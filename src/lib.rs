/// Multivariate normal distribution, chi-squared quantiles and error ellipses.
pub mod prob;

/// Linear algebra over covariance matrices: inversion, spectral decomposition
/// and the Mahalanobis distance.
pub mod calc;

/// Samplers restricted to the confidence regions of multivariate distributions.
pub mod sim;

/// Error types for linear algebra failures and invalid sampling requests.
pub mod error;

pub use error::{LinalgError, SamplingError};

◆ Instructions for the task
Line for line, the material above should be repeated exactly.

◆ Response box
filename src/lib.rs
/// Multivariate normal distribution, chi-squared quantiles and error ellipses.
pub mod prob;

/// Linear algebra over covariance matrices: inversion, spectral decomposition
/// and the Mahalanobis distance.
pub mod calc;

/// Samplers restricted to the confidence regions of multivariate distributions.
pub mod sim;

/// Error types for linear algebra failures and invalid sampling requests.
pub mod error;

pub use error::{LinalgError, SamplingError};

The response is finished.